Why, then, did Attlee make Bevan the youngest and most controversial of his Cabinet appointments after the Labour landslide? Of those who were in a position to influence Attlee, his claims could hardly have been urged by Bevin or Morrison, who were even more antipathetic to Bevan than they were to each other, or by Dalton, who had recently written of him as being ‘more than usually hysterical and abrasive’. Nor was there any obvious affinity between Attlee himself, ‘reek[ing] of the suburban middle-class values which Bevan detested’ as Michael Foot put it, and Bevan’s flamboyant bohemianism. (Bevan’s style was not suburban, whatever else it was. In 1944 he and Jennie Lee had removed themselves from the Berkshire countryside near Newbury to a fine house (cheap at the time) in Cliveden Place, between Eaton and Sloane Squares, as fashionable a London address as it is possible to imagine.)
Attlee liked balancing between the different factions of the Labour Party and was careful never to commit himself to tribal loyalties. But he also liked the quick despatch of Cabinet business and neat administration. He must have regarded Bevan’s intoxication with words as the enemy of speed and at best a risky bet for neatness. And he increased the hazard by giving him a department with one of the heaviest administrative burdens in Whitehall. The Ministry of Health to which Bevan was appointed in 1945 was essentially the same partly misnamed ministry that Neville Chamberlain had preferred to the Exchequer in 1924. It embraced housing, local government and the Poor Law, as well as such limited responsibility as the state took before 1948 for hospitals and doctors.

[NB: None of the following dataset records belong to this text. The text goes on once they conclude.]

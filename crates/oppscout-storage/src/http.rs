//! GET client shared by the live source fetchers.
//!
//! Listing endpoints are public and throttle aggressively (Reddit answers 429 with a
//! `Retry-After`), so every request is spaced per source and throttling is waited out
//! instead of failing the fetcher on the first refusal.

use std::collections::HashMap;
use std::sync::Arc;
use std::time::Duration;

use anyhow::Context;
use reqwest::header::{HeaderMap, RETRY_AFTER};
use reqwest::StatusCode;
use thiserror::Error;
use tokio::sync::{Mutex, Semaphore};
use tokio::time::Instant;
use tracing::{debug, info_span, warn, Instrument};
use uuid::Uuid;

pub const DEFAULT_USER_AGENT: &str = "oppscout/0.1 (+opportunity ingestion)";

#[derive(Debug, Clone, Copy, PartialEq, Eq)]
pub struct RetryPolicy {
    /// Retries after the first attempt.
    pub retries: u32,
    pub first_wait: Duration,
    /// Upper bound for any wait, including a server-sent `Retry-After`.
    pub max_wait: Duration,
}

impl Default for RetryPolicy {
    fn default() -> Self {
        Self {
            retries: 2,
            first_wait: Duration::from_millis(750),
            max_wait: Duration::from_secs(10),
        }
    }
}

impl RetryPolicy {
    /// Wait before retry `retry` (0-based). The server's hint wins over doubling.
    pub fn wait(&self, retry: u32, retry_after: Option<Duration>) -> Duration {
        retry_after
            .unwrap_or_else(|| self.first_wait.saturating_mul(2u32.saturating_pow(retry)))
            .min(self.max_wait)
    }
}

#[derive(Debug, Clone)]
pub struct HttpClientConfig {
    pub timeout: Duration,
    pub user_agent: Option<String>,
    /// Requests in flight across all sources.
    pub max_in_flight: usize,
    /// Minimum gap between two requests to the same source.
    pub source_spacing: Duration,
    pub retry: RetryPolicy,
}

impl Default for HttpClientConfig {
    fn default() -> Self {
        Self {
            timeout: Duration::from_secs(20),
            user_agent: Some(DEFAULT_USER_AGENT.to_string()),
            max_in_flight: 8,
            source_spacing: Duration::from_millis(500),
            retry: RetryPolicy::default(),
        }
    }
}

#[derive(Debug, Error)]
pub enum FetchError {
    #[error("request failed: {0}")]
    Request(#[from] reqwest::Error),
    #[error("http status {status} for {url}")]
    HttpStatus { status: u16, url: String },
    #[error("fetcher is shutting down")]
    Closed,
}

/// Throttling and transient upstream failures; everything else in 4xx is final.
fn retryable_status(status: StatusCode) -> bool {
    status == StatusCode::TOO_MANY_REQUESTS
        || status == StatusCode::REQUEST_TIMEOUT
        || status.is_server_error()
}

fn retryable_error(err: &reqwest::Error) -> bool {
    err.is_timeout() || err.is_connect()
}

/// `Retry-After` in delay-seconds form. The HTTP-date form is ignored.
fn retry_after(headers: &HeaderMap) -> Option<Duration> {
    headers
        .get(RETRY_AFTER)?
        .to_str()
        .ok()?
        .trim()
        .parse::<u64>()
        .ok()
        .map(Duration::from_secs)
}

#[derive(Debug)]
pub struct HttpFetcher {
    client: reqwest::Client,
    in_flight: Arc<Semaphore>,
    source_spacing: Duration,
    next_slot: Mutex<HashMap<String, Instant>>,
    retry: RetryPolicy,
}

impl HttpFetcher {
    pub fn new(config: HttpClientConfig) -> anyhow::Result<Self> {
        let mut builder = reqwest::Client::builder()
            .gzip(true)
            .brotli(true)
            .timeout(config.timeout);
        if let Some(user_agent) = &config.user_agent {
            builder = builder.user_agent(user_agent.clone());
        }
        let client = builder.build().context("building source http client")?;

        Ok(Self {
            client,
            in_flight: Arc::new(Semaphore::new(config.max_in_flight.max(1))),
            source_spacing: config.source_spacing,
            next_slot: Mutex::new(HashMap::new()),
            retry: config.retry,
        })
    }

    /// Books the next request slot for `source` and returns how long to wait for it.
    async fn reserve_slot(&self, source: &str) -> Duration {
        let now = Instant::now();
        let mut slots = self.next_slot.lock().await;
        let slot = slots
            .get(source)
            .copied()
            .filter(|slot| *slot > now)
            .unwrap_or(now);
        slots.insert(source.to_string(), slot + self.source_spacing);
        slot - now
    }

    /// GET `url` on behalf of `source` and return the body as text.
    pub async fn fetch_text(&self, run_id: Uuid, source: &str, url: &str) -> Result<String, FetchError> {
        let span = info_span!("http_fetch", %run_id, source, url);
        async {
            let mut retry = 0;
            loop {
                let wait = self.reserve_slot(source).await;
                if !wait.is_zero() {
                    tokio::time::sleep(wait).await;
                }
                let _permit = self.in_flight.acquire().await.map_err(|_| FetchError::Closed)?;

                let (retry_hint, failure) = match self.client.get(url).send().await {
                    Ok(resp) if resp.status().is_success() => {
                        let body = resp.text().await?;
                        debug!(bytes = body.len(), retries = retry, "fetched");
                        return Ok(body);
                    }
                    Ok(resp) => {
                        let status = resp.status();
                        let failure = FetchError::HttpStatus {
                            status: status.as_u16(),
                            url: resp.url().to_string(),
                        };
                        if !retryable_status(status) {
                            return Err(failure);
                        }
                        (retry_after(resp.headers()), failure)
                    }
                    Err(err) if retryable_error(&err) => (None, FetchError::Request(err)),
                    Err(err) => return Err(FetchError::Request(err)),
                };

                if retry >= self.retry.retries {
                    return Err(failure);
                }
                let wait = self.retry.wait(retry, retry_hint);
                warn!(error = %failure, retry, wait_ms = wait.as_millis() as u64, "retrying");
                tokio::time::sleep(wait).await;
                retry += 1;
            }
        }
        .instrument(span)
        .await
    }
}
use async_trait::async_trait;
use chrono::Datelike;
use oppscout_core::{Candidate, Category};
use scraper::Html;
use tracing::debug;

use super::{load_listings, parse_event_end};
use crate::html::{absolutize, cards, first_text, last_path_segment};
use crate::raw::EthGlobalEvent;
use crate::registry::SourceConfig;
use crate::{AdapterError, Crawlability, FetchContext, RawItem, SourceFetcher};

const DEFAULT_LISTINGS: &[&str] = &["https://ethglobal.com/events"];

pub struct EthGlobalFetcher {
    config: SourceConfig,
}

impl EthGlobalFetcher {
    pub fn new(config: SourceConfig) -> Self {
        Self { config }
    }
}

/// True when the title names a year before `current_year` ("ETHGlobal Paris 2024").
fn mentions_past_year(title: &str, current_year: i32) -> bool {
    title
        .split(|c: char| !c.is_ascii_digit())
        .filter(|token| token.len() == 4)
        .filter_map(|token| token.parse::<i32>().ok())
        .any(|year| (2000..current_year).contains(&year))
}

pub(crate) fn scrape_events(
    html: &str,
    base_url: &str,
    current_year: i32,
) -> Result<Vec<EthGlobalEvent>, AdapterError> {
    let document = Html::parse_document(html);
    let mut out = Vec::new();
    for card in cards(&document, "a[href^='/events/']")? {
        let Some(title) = first_text(card, "h2, h3")? else {
            continue;
        };
        if mentions_past_year(&title, current_year) {
            debug!(%title, "past ethglobal event skipped");
            continue;
        }
        let href = card.value().attr("href").unwrap_or_default();
        out.push(EthGlobalEvent {
            url: absolutize(base_url, href),
            title,
            date_text: first_text(card, ".date, .text-sm")?,
            description: first_text(card, "p")?,
            prize: first_text(card, ".prize")?,
        });
    }
    Ok(out)
}

fn event_to_candidate(event: EthGlobalEvent) -> Candidate {
    let description = event
        .description
        .unwrap_or_else(|| format!("Premier Ethereum hackathon event: {}.", event.title));
    Candidate {
        source_native_id: last_path_segment(&event.url),
        deadline: event.date_text.as_deref().and_then(parse_event_end),
        reward_pool: Some(event.prize.unwrap_or_else(|| "TBD".to_string())),
        title: event.title,
        description,
        url: event.url,
        source: "ETHGlobal".to_string(),
        category: Some(Category::Hackathon),
        chain: Some("Ethereum".to_string()),
        tags: vec!["Ethereum".into(), "Hackathon".into(), "ETHGlobal".into()],
        required_skills: Vec::new(),
        is_verified: false,
    }
}

#[async_trait]
impl SourceFetcher for EthGlobalFetcher {
    fn source_id(&self) -> &'static str {
        "ethglobal"
    }

    fn source_name(&self) -> &'static str {
        "ETHGlobal"
    }

    fn crawlability(&self) -> Crawlability {
        Crawlability::PublicHtml
    }

    async fn fetch(&self, ctx: &FetchContext) -> Result<Vec<RawItem>, AdapterError> {
        let pages = load_listings(ctx, &self.config, "raw.html", DEFAULT_LISTINGS).await?;
        let mut items = Vec::new();
        for page in pages {
            let base = if page.url.is_empty() { DEFAULT_LISTINGS[0] } else { &page.url };
            let events = scrape_events(&page.body, base, ctx.today.year())?;
            items.extend(events.into_iter().map(RawItem::EthGlobal));
        }
        Ok(items)
    }

    fn parse(&self, raw: Vec<RawItem>) -> Result<Vec<Candidate>, AdapterError> {
        raw.into_iter()
            .map(|item| match item {
                RawItem::EthGlobal(event) => Ok(event_to_candidate(event)),
                other => Err(AdapterError::ForeignPayload {
                    fetcher: "ethglobal",
                    found: other.kind(),
                }),
            })
            .collect()
    }
}

#[cfg(test)]
mod tests {
    use super::*;

    #[test]
    fn past_years_are_detected() {
        assert!(mentions_past_year("ETHGlobal Paris 2024", 2026));
        assert!(!mentions_past_year("ETHGlobal London 2026", 2026));
        assert!(!mentions_past_year("ETHGlobal Bangkok", 2026));
        assert!(!mentions_past_year("ETHGlobal 12345", 2026));
    }

    #[test]
    fn scrapes_event_links() {
        let html = r#"
            <a href="/events/london2026"><h3>ETHGlobal London 2026</h3><span class="date">April 10 – 12, 2026</span></a>
            <a href="/events/paris2024"><h3>ETHGlobal Paris 2024</h3></a>
            <a href="/events/"><span>All events</span></a>
        "#;
        let events = scrape_events(html, "https://ethglobal.com/events", 2026).unwrap();
        assert_eq!(events.len(), 1);
        let c = event_to_candidate(events.into_iter().next().unwrap());
        assert_eq!(c.url, "https://ethglobal.com/events/london2026");
        assert_eq!(c.source_native_id.as_deref(), Some("london2026"));
        assert_eq!(c.deadline.map(|d| d.date_naive().to_string()), Some("2026-04-12".into()));
        assert_eq!(c.reward_pool.as_deref(), Some("TBD"));
    }
}
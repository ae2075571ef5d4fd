//! Similarity Index capability: remote HTTP backend, in-memory backend, and the no-op backend.
//!
//! The index is a recall aid for dedup only. Every write is best-effort and the store is
//! always the source of truth, so the in-memory backend can be rebuilt from open records.

use std::collections::HashMap;
use std::time::Duration;

use anyhow::Context;
use async_trait::async_trait;
use oppscout_core::OpportunityRecord;
use oppscout_storage::{OpportunityStore, StoreError};
use serde::{Deserialize, Serialize};
use strsim::sorensen_dice;
use tokio::sync::RwLock;
use tracing::{info, info_span, Instrument};
use uuid::Uuid;

use crate::{join_url, post_json, ServiceError};

const SERVICE: &str = "similarity index";

#[derive(Debug, Clone, PartialEq)]
pub struct SimilarHit {
    pub id: Uuid,
    pub score: f64,
}

#[derive(Debug, Clone, PartialEq, Serialize)]
pub struct IndexMetadata {
    pub source: String,
    pub category: String,
    pub chain: Option<String>,
    pub is_open: bool,
}

impl IndexMetadata {
    pub fn for_record(record: &OpportunityRecord) -> Self {
        Self {
            source: record.source.clone(),
            category: record.category.to_string(),
            chain: record.chain.clone(),
            is_open: record.is_open,
        }
    }
}

#[derive(Debug, Clone, Copy, Default, PartialEq, Eq, Serialize)]
pub struct IndexFilter {
    pub open_only: bool,
}

impl IndexFilter {
    pub fn open_only() -> Self {
        Self { open_only: true }
    }
}

fn normalize_for_scoring(input: &str) -> String {
    input
        .to_lowercase()
        .chars()
        .map(|c| if c.is_alphanumeric() { c } else { ' ' })
        .collect::<String>()
        .split_whitespace()
        .collect::<Vec<_>>()
        .join(" ")
}

#[async_trait]
pub trait SimilarityIndex: Send + Sync {
    async fn upsert(&self, id: Uuid, text: &str, metadata: &IndexMetadata) -> Result<(), ServiceError>;

    /// Up to `k` hits, best first.
    async fn query(
        &self,
        text: &str,
        k: usize,
        filter: Option<&IndexFilter>,
    ) -> Result<Vec<SimilarHit>, ServiceError>;
}

/// Backend used when the index is switched off: accepts writes, never finds anything.
#[derive(Debug, Default, Clone, Copy)]
pub struct NullSimilarityIndex;

#[async_trait]
impl SimilarityIndex for NullSimilarityIndex {
    async fn upsert(&self, _id: Uuid, _text: &str, _metadata: &IndexMetadata) -> Result<(), ServiceError> {
        Ok(())
    }

    async fn query(
        &self,
        _text: &str,
        _k: usize,
        _filter: Option<&IndexFilter>,
    ) -> Result<Vec<SimilarHit>, ServiceError> {
        Ok(Vec::new())
    }
}

#[derive(Debug, Clone)]
struct IndexedText {
    normalized: String,
    is_open: bool,
}

/// Process-local index scored with bigram Sørensen–Dice over normalized text.
#[derive(Debug, Default)]
pub struct InMemorySimilarityIndex {
    entries: RwLock<HashMap<Uuid, IndexedText>>,
}

impl InMemorySimilarityIndex {
    pub fn new() -> Self {
        Self::default()
    }

    /// Rebuild from the store's open records.
    pub async fn hydrate(&self, store: &dyn OpportunityStore, limit: usize) -> Result<usize, StoreError> {
        let records = store.list_open(limit).await?;
        let mut entries = self.entries.write().await;
        for record in &records {
            entries.insert(
                record.id,
                IndexedText {
                    normalized: normalize_for_scoring(&record.dedup_blob()),
                    is_open: record.is_open,
                },
            );
        }
        info!(records = records.len(), "similarity index hydrated");
        Ok(records.len())
    }

    pub async fn len(&self) -> usize {
        self.entries.read().await.len()
    }

    pub async fn is_empty(&self) -> bool {
        self.entries.read().await.is_empty()
    }
}

#[async_trait]
impl SimilarityIndex for InMemorySimilarityIndex {
    async fn upsert(&self, id: Uuid, text: &str, metadata: &IndexMetadata) -> Result<(), ServiceError> {
        self.entries.write().await.insert(
            id,
            IndexedText {
                normalized: normalize_for_scoring(text),
                is_open: metadata.is_open,
            },
        );
        Ok(())
    }

    async fn query(
        &self,
        text: &str,
        k: usize,
        filter: Option<&IndexFilter>,
    ) -> Result<Vec<SimilarHit>, ServiceError> {
        let wanted = normalize_for_scoring(text);
        if wanted.is_empty() {
            return Ok(Vec::new());
        }
        let open_only = filter.map(|f| f.open_only).unwrap_or(false);
        let entries = self.entries.read().await;
        let mut hits: Vec<SimilarHit> = entries
            .iter()
            .filter(|(_, entry)| !open_only || entry.is_open)
            .map(|(id, entry)| SimilarHit {
                id: *id,
                score: sorensen_dice(&wanted, &entry.normalized),
            })
            .collect();
        hits.sort_by(|a, b| b.score.total_cmp(&a.score).then_with(|| a.id.cmp(&b.id)));
        hits.truncate(k);
        Ok(hits)
    }
}

#[derive(Debug, Serialize)]
struct SearchRequest<'a> {
    query: &'a str,
    n_results: usize,
    #[serde(rename = "where", skip_serializing_if = "Option::is_none")]
    filter: Option<serde_json::Value>,
}

#[derive(Debug, Deserialize)]
struct SearchResponse {
    #[serde(default)]
    results: Vec<SearchResult>,
}

#[derive(Debug, Deserialize)]
struct SearchResult {
    id: String,
    #[serde(default, alias = "similarity")]
    score: Option<f64>,
    #[serde(default)]
    distance: Option<f64>,
}

#[derive(Debug, Serialize)]
struct IndexRequest<'a> {
    id: Uuid,
    text: &'a str,
    metadata: &'a IndexMetadata,
}

pub struct HttpSimilarityIndex {
    client: reqwest::Client,
    base_url: String,
}

impl HttpSimilarityIndex {
    pub fn new(base_url: impl Into<String>, timeout: Duration) -> anyhow::Result<Self> {
        let client = reqwest::Client::builder()
            .timeout(timeout)
            .build()
            .context("building similarity index client")?;
        Ok(Self {
            client,
            base_url: base_url.into(),
        })
    }
}

#[async_trait]
impl SimilarityIndex for HttpSimilarityIndex {
    async fn upsert(&self, id: Uuid, text: &str, metadata: &IndexMetadata) -> Result<(), ServiceError> {
        let url = join_url(&self.base_url, "/ai/index");
        let _: serde_json::Value = post_json(&self.client, SERVICE, &url, &IndexRequest { id, text, metadata })
            .instrument(info_span!("index_upsert", %id))
            .await?;
        Ok(())
    }

    async fn query(
        &self,
        text: &str,
        k: usize,
        filter: Option<&IndexFilter>,
    ) -> Result<Vec<SimilarHit>, ServiceError> {
        let url = join_url(&self.base_url, "/ai/semantic-search");
        let request = SearchRequest {
            query: text,
            n_results: k,
            filter: filter
                .filter(|f| f.open_only)
                .map(|_| serde_json::json!({ "is_open": true })),
        };
        let response: SearchResponse = post_json(&self.client, SERVICE, &url, &request)
            .instrument(info_span!("index_query", k))
            .await?;
        let mut hits: Vec<SimilarHit> = response
            .results
            .into_iter()
            .filter_map(|r| {
                let score = r.score.or(r.distance.map(|d| 1.0 - d))?;
                let id = Uuid::parse_str(&r.id).ok()?;
                Some(SimilarHit { id, score })
            })
            .collect();
        hits.sort_by(|a, b| b.score.total_cmp(&a.score));
        hits.truncate(k);
        Ok(hits)
    }
}
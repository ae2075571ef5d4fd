//! Structural trust heuristic. The only network signal (DNS) is supplied by the caller.

use url::Url;

use crate::{clamp_score, Candidate};

pub const BASE_TRUST: i64 = 80;
pub const MANUAL_SOURCE: &str = "manual";
pub const CURATED_PLATFORMS: &[&str] = &["gitcoin", "devpost", "devfolio"];
pub const RISK_KEYWORDS: &[&str] = &[
    "guaranteed",
    "doubler",
    "invest now",
    "send money",
    "seed phrase",
];
pub const INVITE_LINK_MARKERS: &[&str] = &[
    "t.me/",
    "discord.gg",
    "discord.com/invite",
    "chat.whatsapp.com",
];

const CURATED_BONUS: i64 = 10;
const SPARSE_DESCRIPTION_CHARS: usize = 50;
const SPARSE_DESCRIPTION_PENALTY: i64 = 15;
const INVITE_LINK_PENALTY: i64 = 5;
const RISK_KEYWORD_PENALTY: i64 = 40;
const UNRESOLVED_HOST_PENALTY: i64 = 30;

pub fn is_manual_source(source: &str) -> bool {
    source.trim().eq_ignore_ascii_case(MANUAL_SOURCE)
}

/// Score a candidate in `0..=100`. `host_resolves` is the outcome of a bounded DNS lookup.
pub fn compute_trust(candidate: &Candidate, host_resolves: bool) -> u8 {
    if is_manual_source(&candidate.source) {
        return 100;
    }

    let mut score = BASE_TRUST;
    let source = candidate.source.trim().to_ascii_lowercase();
    if CURATED_PLATFORMS.contains(&source.as_str()) {
        score += CURATED_BONUS;
    }
    if candidate.description.trim().chars().count() < SPARSE_DESCRIPTION_CHARS {
        score -= SPARSE_DESCRIPTION_PENALTY;
    }
    if is_invite_link(&candidate.url) {
        score -= INVITE_LINK_PENALTY;
    }
    if has_risk_keyword(&candidate.title) {
        score -= RISK_KEYWORD_PENALTY;
    }
    if !host_resolves {
        score -= UNRESOLVED_HOST_PENALTY;
    }
    clamp_score(score)
}

pub fn is_invite_link(url: &str) -> bool {
    let lower = url.to_ascii_lowercase();
    INVITE_LINK_MARKERS.iter().any(|marker| lower.contains(marker))
}

pub fn has_risk_keyword(title: &str) -> bool {
    let lower = title.to_lowercase();
    RISK_KEYWORDS.iter().any(|kw| lower.contains(kw))
}

/// Host component of `url`, if it parses as an absolute URL.
pub fn host_of(url: &str) -> Option<String> {
    Url::parse(url.trim())
        .ok()
        .and_then(|parsed| parsed.host_str().map(str::to_ascii_lowercase))
        .filter(|host| !host.is_empty())
}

It was therefore a crucial department for the Labour Government’s impact upon the condition of the people. But it was also a ‘safe’ one in the sense which first Charles de Gaulle in the late 1940s and then François Mitterrand in the 1980s turned into a term of art when they were the only two French heads of state to accept Communists in their governments. Communist ministers were necessary but they must not be allowed to get their hands on foreign affairs, defence, finance, or the interior (police). No one (other than perhaps Senator McCarthy) ever thought Bevan was a Communist, but Attlee never let Bevan get near any of these four departments, even when in 1950-1 two of them became vacant in quick succession. The paradoxes of Attlee’s attitude to Bevan were compounded by the fact that while Attlee destabilized his government by never giving him one of these great offices of state, there is quite a lot of evidence that, if Bevan could ever have brought himself to behave calmly for even a couple of years, Attlee would have preferred him, certainly to Morrison and maybe to Gaitskell, as his successor.
That was all in the future. The reality was that in 1945 Bevan was given an opportunity far beyond his or anyone else’s expectations and advanced upon it with the eagerness of an enthusiastic schoolboy. Attlee bestowed it upon him with more of the bracing admonition of an old-style schoolmaster than of the comradely confidence of a fellow socialist campaigner. ‘You are starting with me with a clean sheet … Now it is up to you. The more you can learn the better.’
Surprisingly, Bevan did not seem to resent this patronizing pat on the head (the size of the tip that accompanied it was no doubt a factor) and got down to the five and three-quarter years (five and a half of them at the Ministry of Health) that were his sole experience of office and his sole claim to constructive achievement as opposed to the magical deployment of words. During this period he built a moderate quantity of high-quality council houses and launched the National Health Service in a hybrid, pragmatic and original form which has broadly since persisted. He then flounced out of the government in April 1951, taking with him as a hardly noticed adjutant a future Prime Minister in the shape of Harold Wilson. It was the most seminal resignation since Joseph Chamberlain left the Balfour Government in 1903. In the late 1950s the Thorneycroft resignations were merely ‘a little local difficulty’. In the 1960s George Brown’s was just a banging of a door in the wind. In the 1980s Heseltine, Lawson and Howe achieved a cumulative effect, but Bevan’s stood on its own and reverberated down the next decade.
The main question is how great was his 1945-50 achievement. Did it justify the Labour Party myth into which, quite a long time later, it became elevated? In the 1950s it was famously excoriated by Macleod, subjected to a rather loose bombardment by Churchill and Macmillan, and privately undermined (although under great provocation) by Dalton, Morrison and Gaitskell. ‘Nye left a lot of loose ends. But what could you expect with someone with such an untidy mind who was in any event nearly always in the smoking room of the House of Commons from 5.30 p.m. onwards.’ This was the sort of comment that became widespread. Did Bevan’s administrative record deserve it?